Along with couples’ decision making, information about partners, women’s economic independence and about the environmental context where these couples live will help to disentangle Latin American types of cohabitation as well as their differences in comparison to marriage. Comparable to socioeconomic heterogeneity, the cultural environment of Latin American countries also presents significant variations between and within countries, which can be illustrated in terms of religious denomination, values and ethnic composition. This scenario drives the last research questions of this thesis, which are handled in the Chapter 7.
(RQ5) To what extent do romantic relationships (marriage and the different types of cohabitation) in Latin America differ in terms of gender symmetry and contextual influences?
(RQ5.1) To what extent do Latin American relationships (cohabitations and marriage) differ with regard to gender symmetry?
(RQ5.2) To what degree does the probability of a couple living in cohabitation or being married vary according to socioeconomic development in Latin America? And
(RQ5.3) To what extent does the probability of a couple living in different types of cohabitation or being married vary according to contextual ethnic composition and religious values and denomination in Latin America?
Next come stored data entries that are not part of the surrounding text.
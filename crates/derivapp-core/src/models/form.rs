use serde::{Deserialize, Serialize};
use ts_rs::TS;
use uuid::Uuid;

use crate::error::CoreError;

/// A free-text form or report document, optionally tied to a student
/// and/or a referral.
#[derive(Debug, Clone, Serialize, Deserialize, TS)]
#[ts(export)]
pub struct Form {
    pub id: Uuid,
    pub title: String,
    pub student_id: Option<Uuid>,
    pub referral_id: Option<Uuid>,
    pub content: String,
    /// True when the content started from an assist-generated draft.
    pub generated: bool,
    pub created_at: jiff::Timestamp,
    pub updated_at: jiff::Timestamp,
}

impl Form {
    pub fn validate(&self) -> Result<(), CoreError> {
        if self.title.trim().is_empty() {
            return Err(CoreError::MissingField("title".to_string()));
        }
        Ok(())
    }
}
use axum::extract::{Path, Query, State};
use axum::{Extension, Json};
use serde::Deserialize;
use uuid::Uuid;

use derivapp_audit::events::ActivityEvent;
use derivapp_auth::permissions::Permission;
use derivapp_core::models::appointment::{Appointment, AppointmentStatus};
use derivapp_core::models::student::Student;
use derivapp_core::store_keys;
use derivapp_storage::error::StorageError;
use derivapp_storage::{docs, objects};

use crate::error::ApiError;
use crate::middleware::auth::{ensure, AuthUser};
use crate::routes::activity;
use crate::state::AppState;

#[derive(Deserialize)]
pub struct CreateAppointment {
    pub student_id: Uuid,
    pub referral_id: Option<Uuid>,
    pub starts_at: jiff::Timestamp,
    pub location: Option<String>,
    pub notes: Option<String>,
}

#[derive(Deserialize)]
pub struct UpdateAppointment {
    pub starts_at: Option<jiff::Timestamp>,
    pub location: Option<String>,
    pub notes: Option<String>,
    /// programada | realizada | cancelada; anything else classifies to
    /// programada.
    pub status: Option<String>,
}

#[derive(Deserialize)]
pub struct AppointmentQuery {
    pub student_id: Option<Uuid>,
}

pub async fn list_appointments(
    State(state): State<AppState>,
    Extension(user): Extension<AuthUser>,
    Query(query): Query<AppointmentQuery>,
) -> Result<Json<Vec<Appointment>>, ApiError> {
    ensure(&user, Permission::ReadAppointments)?;

    let keys =
        objects::list_objects(&state.s3, &state.bucket, store_keys::APPOINTMENTS_PREFIX).await?;
    let mut appointments = Vec::new();
    for key in &keys {
        let appointment: Appointment = docs::load_doc(&state.s3, &state.bucket, key).await?;
        if let Some(student_id) = query.student_id
            && appointment.student_id != student_id
        {
            continue;
        }
        appointments.push(appointment);
    }
    appointments.sort_by_key(|a| a.starts_at);

    Ok(Json(appointments))
}

pub async fn get_appointment(
    State(state): State<AppState>,
    Extension(user): Extension<AuthUser>,
    Path(id): Path<Uuid>,
) -> Result<Json<Appointment>, ApiError> {
    ensure(&user, Permission::ReadAppointments)?;

    let appointment: Appointment =
        docs::load_doc(&state.s3, &state.bucket, &store_keys::appointment(id)).await?;
    Ok(Json(appointment))
}

pub async fn create_appointment(
    State(state): State<AppState>,
    Extension(user): Extension<AuthUser>,
    Json(payload): Json<CreateAppointment>,
) -> Result<Json<Appointment>, ApiError> {
    ensure(&user, Permission::CreateAppointments)?;

    let _student: Student = docs::load_doc(
        &state.s3,
        &state.bucket,
        &store_keys::student(payload.student_id),
    )
    .await
    .map_err(|e| match e {
        StorageError::NotFound { .. } => ApiError::BadRequest("student does not exist".to_string()),
        other => other.into(),
    })?;

    let now = jiff::Timestamp::now();
    let appointment = Appointment {
        id: Uuid::new_v4(),
        student_id: payload.student_id,
        referral_id: payload.referral_id,
        starts_at: payload.starts_at,
        location: payload.location,
        notes: payload.notes,
        status: AppointmentStatus::Scheduled,
        created_at: now,
        updated_at: now,
    };

    docs::save_doc(
        &state.s3,
        &state.bucket,
        &store_keys::appointment(appointment.id),
        &appointment,
    )
    .await?;

    activity::record(
        &state,
        ActivityEvent::new(
            &user.sub,
            "create",
            "appointment",
            appointment.id.to_string(),
        ),
    )
    .await;

    Ok(Json(appointment))
}

pub async fn update_appointment(
    State(state): State<AppState>,
    Extension(user): Extension<AuthUser>,
    Path(id): Path<Uuid>,
    Json(payload): Json<UpdateAppointment>,
) -> Result<Json<Appointment>, ApiError> {
    ensure(&user, Permission::ManageAppointments)?;

    let key = store_keys::appointment(id);
    let mut appointment: Appointment = docs::load_doc(&state.s3, &state.bucket, &key).await?;

    if let Some(starts_at) = payload.starts_at {
        appointment.starts_at = starts_at;
    }
    if let Some(location) = payload.location {
        appointment.location = Some(location);
    }
    if let Some(notes) = payload.notes {
        appointment.notes = Some(notes);
    }
    if let Some(status) = payload.status.as_deref() {
        appointment.status = AppointmentStatus::classify(status);
    }
    appointment.updated_at = jiff::Timestamp::now();

    docs::save_doc(&state.s3, &state.bucket, &key, &appointment).await?;

    activity::record(
        &state,
        ActivityEvent::new(&user.sub, "update", "appointment", id.to_string()),
    )
    .await;

    Ok(Json(appointment))
}

pub async fn delete_appointment(
    State(state): State<AppState>,
    Extension(user): Extension<AuthUser>,
    Path(id): Path<Uuid>,
) -> Result<Json<()>, ApiError> {
    ensure(&user, Permission::DeleteRecords)?;

    objects::delete_object(&state.s3, &state.bucket, &store_keys::appointment(id)).await?;

    activity::record(
        &state,
        ActivityEvent::new(&user.sub, "delete", "appointment", id.to_string()),
    )
    .await;

    Ok(Json(()))
}
pub mod alert;
pub mod appointment;
pub mod follow_up;
pub mod form;
pub mod intervention;
pub mod referral;
pub mod student;
use std::sync::Arc;

use aws_sdk_cognitoidentityprovider::Client as CognitoClient;
use aws_sdk_s3::Client as S3Client;
use jsonwebtoken::DecodingKey;

use derivapp_notify::NotifyHandle;

/// Shared application state, injected into all route handlers via Axum
/// state.
#[derive(Clone)]
pub struct AppState {
    pub s3: S3Client,
    pub bucket: String,
    pub cognito: CognitoClient,
    pub user_pool_id: String,
    pub region: String,
    /// RS256 public key for token verification. `None` only in the
    /// explicit dev fallback, which skips signature checks.
    pub decoding_key: Option<Arc<DecodingKey>>,
    pub notify: NotifyHandle,
}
The research questions are answered by means of several sources of cross-sectional data. Among them, the Brazilian Census as well as the Integrated Public Use Microdata Series (IPUMS) and the Demographic and Health Survey (DHS) are used. The Brazilian census was chosen because it provides rich individual level information to the study of the socioeconomic and ideational features of cohabitants, such as self-declared religious orientation and family income. Census data from IPUMS is used to show the evolution of the incidence of cohabitation over time. IPUMS data are harmonized across countries and over time, which facilitates and validates comparative research (Minnesota Population Center, 2011).
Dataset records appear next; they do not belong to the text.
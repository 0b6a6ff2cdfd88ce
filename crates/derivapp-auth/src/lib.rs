//! derivapp-auth
//!
//! Cognito token verification, user-profile lookup, and the
//! role/permission model gating the REST surface.

pub mod client;
pub mod error;
pub mod jwt;
pub mod permissions;
pub mod profile;
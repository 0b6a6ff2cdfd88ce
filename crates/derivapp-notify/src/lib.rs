//! derivapp-notify
//!
//! Outbound webhook notifications. Events go onto an in-process queue
//! that a background dispatcher drains toward the configured automation
//! endpoint. Senders never wait on delivery, and delivery failure is
//! visible only in the dispatcher's logs.

pub mod error;
pub mod webhook;

pub use webhook::{spawn_dispatcher, NotifyHandle, WebhookEvent};
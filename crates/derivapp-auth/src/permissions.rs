use serde::{Deserialize, Serialize};

/// Application role carried in the `custom:role` token claim.
#[derive(Debug, Clone, Copy, PartialEq, Eq, Serialize, Deserialize)]
#[serde(from = "String")]
pub enum Role {
    #[serde(rename = "admin")]
    Admin,
    #[serde(rename = "psicologo")]
    Psychologist,
    #[serde(rename = "docente")]
    Teacher,
}

impl Role {
    /// Classify a raw role string. Unknown values get the
    /// least-privileged role.
    pub fn classify(raw: &str) -> Self {
        match raw.trim().to_ascii_lowercase().as_str() {
            "admin" => Role::Admin,
            "psicologo" => Role::Psychologist,
            "docente" => Role::Teacher,
            _ => Role::Teacher,
        }
    }
}

impl From<String> for Role {
    fn from(raw: String) -> Self {
        Role::classify(&raw)
    }
}

/// Actions the REST surface gates on.
#[derive(Debug, Clone, Copy, PartialEq, Eq)]
pub enum Permission {
    ReadStudents,
    ManageStudents,
    ReadReferrals,
    CreateReferrals,
    ManageReferrals,
    ManageFollowUps,
    ManageInterventions,
    ReadAppointments,
    CreateAppointments,
    ManageAppointments,
    ReadForms,
    ManageForms,
    ReadAlerts,
    ManageAlerts,
    ReadActivity,
    DeleteRecords,
}

impl Role {
    pub fn allows(self, permission: Permission) -> bool {
        use Permission::*;
        match self {
            Role::Admin => true,
            // Psychologists run the case work; deletions stay with admins.
            Role::Psychologist => !matches!(permission, DeleteRecords),
            Role::Teacher => matches!(
                permission,
                ReadStudents
                    | ReadReferrals
                    | CreateReferrals
                    | ReadAppointments
                    | CreateAppointments
                    | ReadForms
            ),
        }
    }
}
use serde::{Deserialize, Serialize};
use ts_rs::TS;
use uuid::Uuid;

use crate::error::CoreError;

#[derive(Debug, Clone, Serialize, Deserialize, TS)]
#[ts(export)]
pub struct Student {
    pub id: Uuid,
    pub first_name: String,
    pub last_name: String,
    /// Course/section label, e.g. "3° Medio B".
    pub grade: String,
    pub guardian_contact: Option<String>,
    pub notes: Option<String>,
    pub created_at: jiff::Timestamp,
    pub updated_at: jiff::Timestamp,
}

impl Student {
    /// Check required free-text fields before persisting.
    pub fn validate(&self) -> Result<(), CoreError> {
        if self.first_name.trim().is_empty() {
            return Err(CoreError::MissingField("first_name".to_string()));
        }
        if self.last_name.trim().is_empty() {
            return Err(CoreError::MissingField("last_name".to_string()));
        }
        Ok(())
    }

    pub fn full_name(&self) -> String {
        format!("{} {}", self.first_name, self.last_name)
    }
}
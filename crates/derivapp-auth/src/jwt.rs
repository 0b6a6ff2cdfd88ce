use jsonwebtoken::{decode, Algorithm, DecodingKey, Validation};
use serde::Deserialize;

use crate::error::AuthError;
use crate::permissions::Role;

/// Claims extracted from a Cognito JWT.
#[derive(Debug, Deserialize)]
pub struct Claims {
    pub sub: String,
    pub iss: String,
    pub token_use: String,
    pub exp: u64,
    pub iat: u64,
    #[serde(default)]
    pub email: Option<String>,
    #[serde(default, rename = "custom:role")]
    pub role: Option<String>,
}

impl Claims {
    /// Resolve the role claim. A missing or unrecognized claim grants the
    /// least-privileged role.
    pub fn role(&self) -> Role {
        self.role.as_deref().map(Role::classify).unwrap_or(Role::Teacher)
    }
}

/// Validate a Cognito JWT token.
///
/// In production, you would fetch the JWKS from the Cognito user pool
/// and use the matching key. This function takes a pre-fetched public key.
pub fn validate_token(
    token: &str,
    decoding_key: &DecodingKey,
    user_pool_id: &str,
    region: &str,
) -> Result<Claims, AuthError> {
    let issuer = format!("https://cognito-idp.{region}.amazonaws.com/{user_pool_id}");

    let mut validation = Validation::new(Algorithm::RS256);
    validation.set_issuer(&[&issuer]);
    validation.validate_exp = true;

    let token_data = decode::<Claims>(token, decoding_key, &validation).map_err(|e| {
        if matches!(e.kind(), jsonwebtoken::errors::ErrorKind::ExpiredSignature) {
            AuthError::TokenExpired
        } else {
            AuthError::Jwt(e)
        }
    })?;

    // Verify token_use is "access" or "id"
    let token_use = &token_data.claims.token_use;
    if token_use != "access" && token_use != "id" {
        return Err(AuthError::InvalidToken(format!(
            "unexpected token_use: {token_use}"
        )));
    }

    Ok(token_data.claims)
}
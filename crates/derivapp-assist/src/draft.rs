//! Form draft builder.
//!
//! Assembles a markdown skeleton from the request fields so staff start
//! from a structured document instead of a blank page.

use serde::{Deserialize, Serialize};

/// Inputs for a form draft.
#[derive(Debug, Clone, Serialize, Deserialize)]
pub struct FormDraftRequest {
    pub title: String,
    /// Student display name, if the form is about one.
    pub student_name: Option<String>,
    /// Referral reason, if the form belongs to a case.
    pub referral_reason: Option<String>,
    /// Section headings the form should contain, in order.
    pub sections: Vec<String>,
}

/// Build a templated form draft.
///
/// Always returns a document: with no sections the result is the header
/// block alone. Each section gets a heading and a placeholder line.
pub fn draft_form_content(request: &FormDraftRequest) -> String {
    let mut content = format!("# {}\n", request.title.trim());

    if let Some(student) = &request.student_name {
        content.push_str(&format!("\nEstudiante: {student}\n"));
    }
    if let Some(reason) = &request.referral_reason {
        content.push_str(&format!("Motivo de derivación: {reason}\n"));
    }

    for (index, section) in request.sections.iter().enumerate() {
        content.push_str(&format!("\n## {}. {}\n", index + 1, section.trim()));
        content.push_str("\n_Completar durante la entrevista._\n");
    }

    content
}
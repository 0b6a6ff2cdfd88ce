//! derivapp-audit
//!
//! Structured activity events: who did what to which record. Events are
//! emitted via `tracing` and persisted as activity-log documents.

pub mod events;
Finally, the DHS is a nationally representative survey which collects comparable
data on demographic and health issues in developing countries. Consistent data about timing and type of first unions, complete childbearing histories, as well as gender relations are available in the DHS (Rutstein & Rojas, 2003), which makes it a useful source of information to understand the different types of cohabitation in Latin America. Details about data sources, as well as their limitations are included in each chapter.